Jaime segura no braço de Pedro, o seu guia na viagem, enquanto caminham por uma estrada de terra batida, em Alvorge, Ansião, onde o silêncio apenas é interrompido pelo chilrear dos pássaros e o zumbir de moscas e abelhas.
"Não há mais belo do que isto", comenta Jaime Oliveira, de Gaia, que partiu com Pedro Diogo do Porto para fazer pela primeira vez a peregrinação até Fátima, pelo caminho alternativo.
Pelo percurso, passam por aldeias, há quem lhes ofereça "o pequeno-almoço", ouvem "bons dias" e "boas tardes", apanham figos e amoras e falam das suas experiências.
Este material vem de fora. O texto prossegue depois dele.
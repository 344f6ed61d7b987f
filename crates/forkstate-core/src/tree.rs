//! Shared internals of a root: the state arena, the scope stack, and the
//! slot registry.
//!
//! # Invariants
//!
//! - `current` is the root state or a descendant of it.
//! - `open` lists open scopes innermost last; closing a scope restores the
//!   `previous` state recorded when it was opened.
//! - Every state in `states` other than the root state belongs to an open
//!   scope.

use std::collections::HashMap;
use std::sync::{Arc, RwLock, RwLockReadGuard, RwLockWriteGuard, Weak};

use forkstate_merge::{merge_overlays, MergeReport};
use forkstate_types::{Binding, Overlay, Owner, Resolution, RootId, SlotId, StateId};
use tracing::{debug, warn};

use crate::config::RootConfig;
use crate::error::{ForkError, ForkResult};
use crate::root::FreezeSummary;
use crate::state::State;

/// Strong handle to a root's tree. Only the root holds one.
pub(crate) struct SharedTree<V>(Arc<RwLock<StateTree<V>>>);

impl<V> SharedTree<V> {
    pub(crate) fn new(tree: StateTree<V>) -> Self {
        Self(Arc::new(RwLock::new(tree)))
    }

    pub(crate) fn read(&self) -> ForkResult<RwLockReadGuard<'_, StateTree<V>>, V> {
        self.0
            .read()
            .map_err(|e| ForkError::LockPoisoned(e.to_string()))
    }

    pub(crate) fn write(&self) -> ForkResult<RwLockWriteGuard<'_, StateTree<V>>, V> {
        self.0
            .write()
            .map_err(|e| ForkError::LockPoisoned(e.to_string()))
    }

    pub(crate) fn downgrade(&self) -> WeakTree<V> {
        WeakTree(Arc::downgrade(&self.0))
    }
}

/// Weak handle held by live slots, so slots never keep a tree alive.
pub(crate) struct WeakTree<V>(Weak<RwLock<StateTree<V>>>);

impl<V> WeakTree<V> {
    pub(crate) fn upgrade(&self) -> Option<SharedTree<V>> {
        self.0.upgrade().map(SharedTree)
    }
}

impl<V> Clone for WeakTree<V> {
    fn clone(&self) -> Self {
        Self(Weak::clone(&self.0))
    }
}

/// What a slot resolves through: the live tree, or its frozen snapshot.
pub(crate) enum SlotCell<V> {
    Live(WeakTree<V>),
    Frozen(Option<Binding<V>>),
}

/// A slot's cell, shared between the slot and its root's registry.
pub(crate) struct SharedCell<V>(Arc<RwLock<SlotCell<V>>>);

impl<V> SharedCell<V> {
    pub(crate) fn live(tree: WeakTree<V>) -> Self {
        Self(Arc::new(RwLock::new(SlotCell::Live(tree))))
    }

    pub(crate) fn read(&self) -> ForkResult<RwLockReadGuard<'_, SlotCell<V>>, V> {
        self.0
            .read()
            .map_err(|e| ForkError::LockPoisoned(e.to_string()))
    }

    /// Replace the cell with a frozen snapshot, severing the tree link.
    pub(crate) fn freeze(&self, binding: Option<Binding<V>>) -> ForkResult<(), V> {
        let mut cell = self
            .0
            .write()
            .map_err(|e| ForkError::LockPoisoned(e.to_string()))?;
        *cell = SlotCell::Frozen(binding);
        Ok(())
    }
}

impl<V> Clone for SharedCell<V> {
    fn clone(&self) -> Self {
        Self(Arc::clone(&self.0))
    }
}

struct OpenScope {
    state: StateId,
    previous: StateId,
}

pub(crate) struct StateTree<V> {
    root: RootId,
    config: RootConfig,
    states: HashMap<StateId, State<V>>,
    current: StateId,
    open: Vec<OpenScope>,
    next_state: StateId,
    next_slot: SlotId,
    slots: Vec<(SlotId, SharedCell<V>)>,
    torn_down: bool,
}

impl<V> StateTree<V> {
    pub(crate) fn new(root: RootId, config: RootConfig, owner: Option<Owner>) -> Self {
        let mut states = HashMap::new();
        states.insert(StateId::ROOT, State::root_state(root, owner));
        Self {
            root,
            config,
            states,
            current: StateId::ROOT,
            open: Vec::new(),
            next_state: StateId::ROOT.successor(),
            next_slot: SlotId::from_raw(0),
            slots: Vec::new(),
            torn_down: false,
        }
    }

    pub(crate) fn config(&self) -> &RootConfig {
        &self.config
    }

    pub(crate) fn current(&self) -> StateId {
        self.current
    }

    pub(crate) fn depth(&self) -> usize {
        self.open.len()
    }

    pub(crate) fn slot_count(&self) -> usize {
        self.slots.len()
    }

    pub(crate) fn is_torn_down(&self) -> bool {
        self.torn_down
    }

    pub(crate) fn current_owner(&self) -> Option<Owner> {
        self.states
            .get(&self.current)
            .and_then(|state| state.owner.clone())
    }

    fn ensure_live(&self) -> ForkResult<(), V> {
        if self.torn_down {
            return Err(ForkError::NoActiveScope);
        }
        Ok(())
    }

    // ---------------------------------------------------------------
    // Scopes
    // ---------------------------------------------------------------

    /// Push a new child of the current state and make it current.
    pub(crate) fn open_child(&mut self, owner: Option<Owner>) -> ForkResult<StateId, V> {
        self.ensure_live()?;
        if let Some(limit) = self.config.max_scope_depth {
            if self.open.len() >= limit {
                return Err(ForkError::ScopeDepthExceeded { limit });
            }
        }

        let id = self.next_state;
        self.next_state = id.successor();
        let previous = self.current;
        self.states
            .insert(id, State::child_of(id, self.root, previous, owner));
        self.open.push(OpenScope { state: id, previous });
        self.current = id;

        debug!(root = %self.root, state = %id, parent = %previous, depth = self.open.len(), "opened scope");
        Ok(id)
    }

    /// Close the scope that opened `state`, restoring the state that was
    /// current before it. Scopes opened inside it are closed (and their
    /// states dropped) first. Returns the closed state and the restored
    /// state's id.
    pub(crate) fn close(&mut self, state: StateId) -> ForkResult<(State<V>, StateId), V> {
        let index = self
            .open
            .iter()
            .rposition(|scope| scope.state == state)
            .ok_or(ForkError::<V>::NoActiveScope)?;

        while self.open.len() > index + 1 {
            if let Some(inner) = self.open.pop() {
                self.states.remove(&inner.state);
                warn!(
                    root = %self.root,
                    state = %inner.state,
                    closing = %state,
                    "discarded scope still open inside a closing scope"
                );
            }
        }

        let scope = self.open.pop().ok_or(ForkError::<V>::NoActiveScope)?;
        self.current = scope.previous;
        let child = self
            .states
            .remove(&scope.state)
            .ok_or(ForkError::<V>::NoActiveScope)?;

        debug!(root = %self.root, state = %scope.state, restored = %scope.previous, "closed scope");
        Ok((child, scope.previous))
    }

    // ---------------------------------------------------------------
    // Slots
    // ---------------------------------------------------------------

    pub(crate) fn allocate_slot(&mut self) -> ForkResult<SlotId, V> {
        self.ensure_live()?;
        let id = self.next_slot;
        self.next_slot = id.successor();
        Ok(id)
    }

    pub(crate) fn register(&mut self, slot: SlotId, cell: SharedCell<V>) {
        self.slots.push((slot, cell));
    }

    /// The first binding for `slot` walking up from the current state.
    pub(crate) fn lookup(&self, slot: SlotId) -> Option<&Binding<V>> {
        let mut cursor = Some(self.current);
        while let Some(id) = cursor {
            let state = self.states.get(&id)?;
            if let Some(binding) = state.overlay.get(slot) {
                return Some(binding);
            }
            cursor = state.parent;
        }
        None
    }

    /// Bind `slot` in the current state's overlay.
    pub(crate) fn write(&mut self, slot: SlotId, binding: Binding<V>) -> ForkResult<(), V> {
        self.ensure_live()?;
        let state = self
            .states
            .get_mut(&self.current)
            .ok_or(ForkError::<V>::NoActiveScope)?;
        state.overlay.insert(slot, binding);
        Ok(())
    }

    // ---------------------------------------------------------------
    // Teardown
    // ---------------------------------------------------------------

    /// Resolve every registered slot against the root state's final
    /// overlay and freeze it. Idempotent: a second call freezes nothing.
    pub(crate) fn freeze_all(&mut self) -> ForkResult<FreezeSummary, V> {
        let mut summary = FreezeSummary::default();
        if self.torn_down {
            return Ok(summary);
        }
        self.torn_down = true;

        if !self.open.is_empty() {
            warn!(root = %self.root, open = self.open.len(), "tearing down with scopes still open");
        }
        self.open.clear();
        self.current = StateId::ROOT;

        let mut overlay = self
            .states
            .remove(&StateId::ROOT)
            .map(|state| state.overlay)
            .unwrap_or_default();
        self.states.clear();

        for (slot, cell) in self.slots.drain(..) {
            let binding = overlay.remove(slot);
            summary.record(binding.as_ref().map(|b| &b.value));
            cell.freeze(binding)?;
        }

        debug!(root = %self.root, frozen = summary.frozen, "froze slots");
        Ok(summary)
    }
}

impl<V: Clone + PartialEq> StateTree<V> {
    /// Merge detached sibling states into `target`'s overlay.
    pub(crate) fn merge_into(
        &mut self,
        target: StateId,
        children: &[State<V>],
        or_none: bool,
    ) -> ForkResult<MergeReport<V>, V> {
        self.ensure_live()?;
        for child in children {
            if child.root != self.root {
                return Err(ForkError::ForeignState {
                    state: child.id,
                    expected: self.root,
                    found: child.root,
                });
            }
            if child.parent != Some(target) {
                debug!(
                    root = %self.root,
                    state = %child.id,
                    target = %target,
                    "merging a state that did not branch from the target"
                );
            }
        }

        let overlays: Vec<&Overlay<V>> = children.iter().map(|child| &child.overlay).collect();
        let report = merge_overlays(&overlays, or_none);

        let target_state = self
            .states
            .get_mut(&target)
            .ok_or(ForkError::<V>::NoActiveScope)?;
        report.apply_to(&mut target_state.overlay);

        debug!(
            root = %self.root,
            target = %target,
            children = children.len(),
            or_none,
            touched = report.len(),
            "merged children"
        );
        Ok(report)
    }

    /// Close `state`'s scope and merge it into the restored state.
    pub(crate) fn close_and_merge(&mut self, state: StateId) -> ForkResult<MergeReport<V>, V> {
        let (child, previous) = self.close(state)?;
        self.merge_into(previous, std::slice::from_ref(&child), false)
    }
}

/// Resolution of an optional binding, "never written" reading as unknown.
pub(crate) fn resolution_of<V: Clone>(binding: Option<&Binding<V>>) -> Resolution<V> {
    binding
        .map(|b| b.value.clone())
        .unwrap_or(Resolution::Unknown)
}

#[cfg(test)]
mod tests {
    use super::*;

    fn tree() -> StateTree<i32> {
        StateTree::new(RootId::next(), RootConfig::default(), None)
    }

    #[test]
    fn lookup_walks_to_ancestors() {
        let mut t = tree();
        let slot = t.allocate_slot().unwrap();
        t.write(slot, Binding::known(1, None)).unwrap();
        t.open_child(None).unwrap();
        t.open_child(None).unwrap();
        assert_eq!(t.lookup(slot), Some(&Binding::known(1, None)));
    }

    #[test]
    fn writes_land_in_innermost_state() {
        let mut t = tree();
        let slot = t.allocate_slot().unwrap();
        let child = t.open_child(None).unwrap();
        t.write(slot, Binding::known(2, None)).unwrap();
        assert!(t.states[&child].overlay.contains(slot));
        assert!(!t.states[&StateId::ROOT].overlay.contains(slot));
    }

    #[test]
    fn close_restores_previous_state() {
        let mut t = tree();
        let outer = t.open_child(None).unwrap();
        let inner = t.open_child(None).unwrap();
        assert_eq!(t.current(), inner);
        let (closed, restored) = t.close(inner).unwrap();
        assert_eq!(closed.id(), inner);
        assert_eq!(restored, outer);
        assert_eq!(t.current(), outer);
        assert_eq!(t.depth(), 1);
    }

    #[test]
    fn closing_outer_scope_closes_inner_ones() {
        let mut t = tree();
        let outer = t.open_child(None).unwrap();
        let inner = t.open_child(None).unwrap();
        t.close(outer).unwrap();
        assert_eq!(t.current(), StateId::ROOT);
        assert_eq!(t.depth(), 0);
        assert!(!t.states.contains_key(&inner));
        assert!(matches!(t.close(inner), Err(ForkError::NoActiveScope)));
    }

    #[test]
    fn close_without_scope_fails() {
        let mut t = tree();
        assert!(matches!(t.close(StateId::ROOT), Err(ForkError::NoActiveScope)));
    }

    #[test]
    fn depth_limit_is_enforced() {
        let mut t: StateTree<i32> = StateTree::new(
            RootId::next(),
            RootConfig::default().with_max_scope_depth(1),
            None,
        );
        t.open_child(None).unwrap();
        assert!(matches!(
            t.open_child(None),
            Err(ForkError::ScopeDepthExceeded { limit: 1 })
        ));
    }

    #[test]
    fn close_and_merge_writes_into_parent() {
        let mut t = tree();
        let slot = t.allocate_slot().unwrap();
        let child = t.open_child(None).unwrap();
        t.write(slot, Binding::known(5, None)).unwrap();
        let report = t.close_and_merge(child).unwrap();
        assert_eq!(report.agreed(), 1);
        assert_eq!(t.lookup(slot), Some(&Binding::known(5, None)));
    }

    #[test]
    fn freeze_is_idempotent_and_ends_the_tree() {
        let mut t = tree();
        let first = t.freeze_all().unwrap();
        assert_eq!(first, FreezeSummary::default());
        assert!(t.is_torn_down());
        assert!(matches!(t.open_child(None), Err(ForkError::NoActiveScope)));
        assert!(matches!(t.allocate_slot(), Err(ForkError::NoActiveScope)));
        assert_eq!(t.freeze_all().unwrap(), FreezeSummary::default());
    }

    #[test]
    fn foreign_states_are_rejected() {
        let mut t = tree();
        let mut other = tree();
        let stray = other.open_child(None).unwrap();
        let (state, _) = other.close(stray).unwrap();
        let err = t.merge_into(StateId::ROOT, &[state], false).unwrap_err();
        assert!(matches!(err, ForkError::ForeignState { .. }));
    }
}
//! Versioned value store with speculative branching.
//!
//! A [`Root`] owns a tree of copy-on-write [`State`] overlays and tracks
//! which one is current. [`Slot`]s are versioned variables resolved lazily
//! through the chain of overlays from the current state upward. Scopes push
//! a child state as current and, on exit, either discard it
//! ([`Root::fork`]) or merge it back into its parent
//! ([`Root::transaction`]). Sibling branches that disagree produce a
//! recorded [`MergeConflict`] that surfaces when the slot is read.
//!
//! When a root is torn down every slot it allocated is resolved against
//! the final root overlay and frozen; the tree itself is then dropped.
//!
//! ```
//! use forkstate_core::{Root, ForkError};
//!
//! let root: Root<i32> = Root::new(None);
//! let slot = root.slot(None, Some(1), None)?;
//!
//! root.fork(None, |_| {
//!     slot.set(2)?;
//!     Ok::<_, ForkError<i32>>(())
//! })?;
//! assert_eq!(slot.value()?, 1);
//!
//! root.transaction(None, |_| {
//!     slot.set(3)?;
//!     Ok::<_, ForkError<i32>>(())
//! })?;
//! assert_eq!(slot.value()?, 3);
//!
//! root.finish()?;
//! assert!(slot.set(4).is_err());
//! # Ok::<(), ForkError<i32>>(())
//! ```
//!
//! # Modules
//!
//! - [`root`] — [`Root`], teardown and [`FreezeSummary`]
//! - [`scope`] — [`Scope`] guards behind `fork` and `transaction`
//! - [`slot`] — [`Slot`] resolution, writes, and freezing
//! - [`state`] — [`State`] overlay nodes
//! - [`config`] — [`RootConfig`]
//! - [`error`] — [`ForkError`] and [`ConfigError`]

pub mod config;
pub mod error;
pub mod root;
pub mod scope;
pub mod slot;
pub mod state;
mod tree;

pub use config::RootConfig;
pub use error::{ConfigError, ForkError, ForkResult};
pub use root::{root, FreezeSummary, Root};
pub use scope::{Scope, ScopeKind};
pub use slot::Slot;
pub use state::State;

pub use forkstate_merge::{MergeReport, SlotMerge};
pub use forkstate_types::{Binding, MergeConflict, Owner, Position, Resolution, RootId, SlotId, StateId};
Tudo sem pressa, com tempo para observar a paisagem em redor, descrita por Pedro a Jaime.
"É a primeira vez que o Pedro está a guiar um cego e faz uma descrição imensa", conta à Lusa o estreante por estes caminhos, agradecido pelas imagens de plantas, de flores ou de lugares abandonados que lhe vão sendo traçadas pelo seu colega de viagem.
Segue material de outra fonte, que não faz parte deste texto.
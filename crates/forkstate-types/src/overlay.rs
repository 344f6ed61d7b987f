//! The ordered slot bindings local to one state.

use std::collections::btree_map;
use std::collections::BTreeMap;

use serde::{Deserialize, Serialize};

use crate::identity::SlotId;
use crate::provenance::Position;
use crate::value::{Binding, Resolution};

/// The writes made while one state was current.
///
/// An overlay holds only slots explicitly written into it; any other slot
/// defers to the parent state. Entries are kept ordered by [`SlotId`] so
/// that every traversal, and therefore every merge, is deterministic.
#[derive(Clone, Debug, PartialEq, Eq, Serialize, Deserialize)]
pub struct Overlay<V> {
    bindings: BTreeMap<SlotId, Binding<V>>,
}

impl<V> Overlay<V> {
    /// Create an empty overlay.
    pub fn new() -> Self {
        Self {
            bindings: BTreeMap::new(),
        }
    }

    pub fn len(&self) -> usize {
        self.bindings.len()
    }

    pub fn is_empty(&self) -> bool {
        self.bindings.is_empty()
    }

    /// Returns `true` if this overlay itself binds `slot` (inherited
    /// bindings do not count).
    pub fn contains(&self, slot: SlotId) -> bool {
        self.bindings.contains_key(&slot)
    }

    pub fn get(&self, slot: SlotId) -> Option<&Binding<V>> {
        self.bindings.get(&slot)
    }

    /// Bind `slot`, replacing any earlier binding in this overlay.
    pub fn insert(&mut self, slot: SlotId, binding: Binding<V>) -> Option<Binding<V>> {
        self.bindings.insert(slot, binding)
    }

    /// Shorthand for inserting a value together with its position.
    pub fn write(&mut self, slot: SlotId, value: Resolution<V>, position: Option<Position>) {
        self.bindings.insert(slot, Binding::new(value, position));
    }

    pub fn remove(&mut self, slot: SlotId) -> Option<Binding<V>> {
        self.bindings.remove(&slot)
    }

    /// Bound slots in ascending id order.
    pub fn slots(&self) -> impl Iterator<Item = SlotId> + '_ {
        self.bindings.keys().copied()
    }

    pub fn iter(&self) -> btree_map::Iter<'_, SlotId, Binding<V>> {
        self.bindings.iter()
    }
}

impl<V> Default for Overlay<V> {
    fn default() -> Self {
        Self::new()
    }
}

impl<'a, V> IntoIterator for &'a Overlay<V> {
    type Item = (&'a SlotId, &'a Binding<V>);
    type IntoIter = btree_map::Iter<'a, SlotId, Binding<V>>;

    fn into_iter(self) -> Self::IntoIter {
        self.bindings.iter()
    }
}

impl<V> FromIterator<(SlotId, Binding<V>)> for Overlay<V> {
    fn from_iter<I: IntoIterator<Item = (SlotId, Binding<V>)>>(iter: I) -> Self {
        Self {
            bindings: iter.into_iter().collect(),
        }
    }
}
As paisagens "lindas" que vão encontrando são motivo para fotografias que Jaime tira e amplia "500 vezes" para conseguir ver os pormenores dos locais por onde passam.
Jaime, que lida com a quase cegueira "há sete anos" devido a um glaucoma, não conhecia Pedro e acabou por ser a necessidade a juntá-los no percurso, feito longe da nacional número 1 (N1) e dos seus perigos.
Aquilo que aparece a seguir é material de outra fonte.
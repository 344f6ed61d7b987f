use std::fmt;

use serde::{Deserialize, Serialize};

/// Opaque provenance token attached to a write.
///
/// Positions travel with values through merges purely for diagnostics: they
/// never take part in equality checks between contributions. A typical
/// position names the source location or rule that produced a binding.
#[derive(Clone, Debug, PartialEq, Eq, Hash, Serialize, Deserialize)]
#[serde(transparent)]
pub struct Position(String);

impl Position {
    pub fn new(token: impl Into<String>) -> Self {
        Self(token.into())
    }

    pub fn as_str(&self) -> &str {
        &self.0
    }
}

impl fmt::Display for Position {
    fn fmt(&self, f: &mut fmt::Formatter<'_>) -> fmt::Result {
        f.write_str(&self.0)
    }
}

impl From<&str> for Position {
    fn from(token: &str) -> Self {
        Self::new(token)
    }
}

impl From<String> for Position {
    fn from(token: String) -> Self {
        Self(token)
    }
}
"Fiz contactos por telefone, falei com várias organizações e o preço que pediam pela viagem era exorbitante e todos faziam o circuito pela estrada nacional, que é perigosíssima", refere, explanando que surgiu posteriormente a possibilidade de fazer o caminho com Pedro Diogo, habituado ao percurso e que faz a viagem "por devoção" e de forma absolutamente voluntária.
Jaime é bastante crítico em relação à peregrinação que milhares de portugueses fazem todos os anos até Fátima.
Pelas estradas principais, "a maioria chega a Fátima e cai para o lado. Fazem disto uma correria", nota, considerando que para um cego o caminho pela nacional torna-se ainda mais perigoso.
"Eu não consigo aperceber-me se os carros se aproximam de nós. Só sinto a deslocação de ar e nós [os cegos] sentimos o triplo. É um susto terrível, assustador", relata, recordando os poucos quilómetros que tiveram de fazer pela N1 e em que tinha de "ir em fila indiana", não podia agarrar o braço de Pedro e não podia falar.
Se tivesse de o fazer durante vários dias, seria "terrível. Ia estar com o coração nas mãos", comenta.
Por outro lado, pelos campos, há "a verdura e o silêncio" que se torna especial quando a noite chega, realça, queixando-se apenas da falta de promoção do caminho.
Para Pedro Diogo, este percurso alternativo "é seguro, introspetivo e mais tranquilo".
Apesar de não conhecer Jaime no início da viagem, o percurso tem permitido "uma partilha gratificante" das experiências e dificuldades de cada um, salienta.
"É na partilha que o caminho tem interesse".